Here's my new list of warning signs.


1. Freelancer beware
Watch out for any contract that suggests your work is done as a freelance writer or work for hire.  Read the contract carefully to make sure the publisher isn't trying to "buy" your work and pay you a set fee. This would basically terminate any rights you have to the work and would exclude you from selling any sub-rights or earning additional royalties. Never a good situation.

2. Long term contracts
First, make sure your contract has a time limit. Then make sure it isn't excessive. If a publisher owns the right to your work for the next 50 years, your hands are tied. This means even if they decide to take it out of print, you can't do anything with it. If your contract has a long term, make sure that there is an escape clause that grants rights back to you if the book goes out of print or sells very few copies.

3. Uneven payment scheme
Advances still happen these days, but they aren't as common as they used to be. The consolation prize of no advance should be higher royalties. Watch out for a contract that doesn't offer an advance, but still forces you to accept a lower royalties (generally below 10%).

4. The rights grab
A publisher asking for sub-rights isn't a bad thing in itself. For example, a publisher with a history of finding homes for audio, translations, film, tv, etc. may be the perfect way for you to maximize your books reach (and revenue). But keep an eye out for a publisher that is just blindly asking for everything with no plan. For example, there is no reason why an ebook only publisher needs your print rights. No Reason. They don't print. If you aren't sure if letting a publisher keep your rights is the right move, add in limits to the contract that protects you if those rights aren't utilized.

5. Hidden costs
It used to be that earning royalties on net was a sure sign that your publisher was a dirty rotten scoundrel, but this is becoming more common. And with the right stipulations, it can be fine. What you want is a clear definition of Net. You need to be certain that Net is limited to what the publisher receives from sales (minus returns). If you don't have this language, the publisher is able to add in any number of other expenses that can be deducted from the revenue before they calculate your royalties. When your payment statement shows up, there might not be enough money left over to send you a check.

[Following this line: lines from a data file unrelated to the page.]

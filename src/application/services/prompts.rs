use crate::domain::{FormLanguage, UserField, UserInfo};

pub const DOCUMENT_SYSTEM_PROMPT: &str = "You are a document analysis assistant. \
You receive raw text extracted from a scanned document by an OCR system. \
The text may contain recognition errors; interpret it sensibly and never invent \
information that is not present in it.";

/// Prompt for a free-form question about an OCR'd document, or a summary when no question is given.
pub fn document_prompt(text: &str, question: Option<&str>) -> String {
    let task = match question.map(str::trim).filter(|q| !q.is_empty()) {
        Some(question) => format!("Answer the following question about the document: {question}"),
        None => "Summarize the document, listing its key facts (names, dates, amounts).".to_string(),
    };

    format!("{task}\n\nDocument text:\n\"\"\"\n{text}\n\"\"\"")
}

pub fn form_extraction_prompt() -> String {
    let english = pretty(FormLanguage::English);
    let hebrew = pretty(FormLanguage::Hebrew);

    format!(
        r#"You are a data organization expert specializing in processing forms and extracting structured information about individuals. Take the raw text produced by an OCR system from a form, analyze it, and organize the information into well-structured JSON.

The input:
- is raw text extracted from a form, in English or Hebrew;
- contains personal information, addresses and medical details;
- may contain OCR errors such as dates with wrong separators ('02 05 1999', '02|05|1999', '0 2 02 1 99 5') or numbers split by '|' or 'l'.

If the text is in English, produce JSON with exactly this structure:
{english}

If the text is in Hebrew, produce JSON with exactly this structure:
{hebrew}

Special considerations:
- Every phone number (landline or mobile) starts with 0; if another digit appears first, make it 0.
- A landline number never starts with "05"; a number starting with "05" is a mobile number.
- Leave a field as an empty string when it is missing or cannot be extracted.
- Dates in the form are day/month/year; split them into day, month and year. "0" is never a valid day.
- Dates may appear with arbitrary spaces between digits; rely on the digit order.
- The health fund membership field is taken only from section 5 of the form.

Output requirements:
- Combine numbers split by '|' or 'l'.
- Follow the JSON structure above exactly and return valid JSON only."#
    )
}

pub fn form_extraction_request(text: &str) -> String {
    format!("Extract the text from the data, following the above guidelines: {text}")
}

fn pretty(language: FormLanguage) -> String {
    serde_json::to_string_pretty(language.template()).unwrap_or_default()
}

pub fn intake_collect_prompt(
    collected: &UserInfo,
    user_input: &str,
    previous_output: &str,
    confirmation_status: bool,
) -> String {
    let fields = UserField::ALL
        .iter()
        .map(|f| format!("- {}{}", f.as_str(), field_hint(*f)))
        .collect::<Vec<_>>()
        .join("\n");

    format!(
        r#"You are a helpful assistant, proficient in Hebrew and English, collecting user information for the following fields:
{fields}

Always use these exact keys.

Current collected data: {collected}
User input: "{user_input}"
Assistant's previous message: "{previous_output}"
Confirmation status: {confirmation_status}

Your response MUST be a single valid JSON object with no trailing commas and no surrounding formatting, containing the keys "field_to_update", "value", "message_to_user", "confirmation_status" and "transition_to_qa".
- Set "value" to null when the user input is invalid or does not apply.
- When the input is valid, put it in "value" and move on to the next missing field.
- When the input is invalid, explain what is expected in "message_to_user".
- When all data is collected, summarize it and ask for confirmation.
- Reply to the user in Hebrew if they write Hebrew, otherwise in English.

{{
    "field_to_update": "<field name or null>",
    "value": "<value or null>",
    "message_to_user": "<message>",
    "confirmation_status": <true or false>,
    "transition_to_qa": <true or false>
}}"#,
        collected = render_user_info(collected),
    )
}

pub fn intake_confirm_prompt(
    collected: &UserInfo,
    user_input: &str,
    previous_output: &str,
    confirmation_status: bool,
) -> String {
    format!(
        r#"All required information has been collected:
{collected}

User input: "{user_input}"
Assistant's previous message: "{previous_output}"
Confirmation status: {confirmation_status}

Ask the user to confirm the information above. Treat "yes", "correct", "all good", "confirmed", "כן", "אני מאשר", "הכל בסדר", "מאושר" or "אכן" as confirmation, but only once the user has been asked whether the data is correct.
- On confirmation set "confirmation_status" and "transition_to_qa" to true.
- On denial or corrections set "confirmation_status" to false, ask which field is wrong, and when a valid correction is given return it in "field_to_update" and "value", then ask for final confirmation.

Respond with a single valid JSON object, escaping newlines:
{{
    "field_to_update": "<field name or null>",
    "value": "<value or null>",
    "message_to_user": "<message in Hebrew or English>",
    "confirmation_status": <true or false>,
    "transition_to_qa": <true or false>
}}"#,
        collected = render_user_info(collected),
    )
}

pub fn answer_query_prompt(
    hmo_name: &str,
    membership_tier: &str,
    contexts: &[&str],
    question: &str,
) -> String {
    format!(
        r#"You are an expert in Israeli healthcare services. Answer the user's query ONLY based on the given context and the user's details:
- HMO: {hmo_name}
- Membership tier: {membership_tier}

Contexts relevant to the query:
{contexts}

User's question: {question}

Guidelines:
1. Base the reply only on the given context.
2. If the answer is not in the context, say that you do not know.
3. Be accurate.
4. Reply in English to English questions and in Hebrew to Hebrew questions."#,
        contexts = contexts.join("\n---\n"),
    )
}

fn field_hint(field: UserField) -> &'static str {
    match field {
        UserField::IdNumber | UserField::HmoCardNumber => " (9-digit number)",
        UserField::Age => " (between 0 and 120)",
        UserField::HmoName => " (מכבי=maccabi, כללית=clalit, מאוחדת=meuhedet)",
        UserField::InsuranceMembershipTier => " (זהב=gold, כסף=silver, ארד=bronze)",
        _ => "",
    }
}

fn render_user_info(info: &UserInfo) -> String {
    serde_json::to_string(info.as_map()).unwrap_or_default()
}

These are just a few signs, but contracts have so many intricacies it would be impossible to list them all. Not to toot my professional horn, but this is why you need an agent. And if you decide to accept a contract without going the agent route, make sure you hire an experienced literary contracts lawyer to help you understand all the aspects of the contract. Even one poorly worded line can have a big impact on you and your novel.

Now it's your turn. Have you seen any rotten contract terms or warning signs you wish everyone could see. Share them below and help a writer out.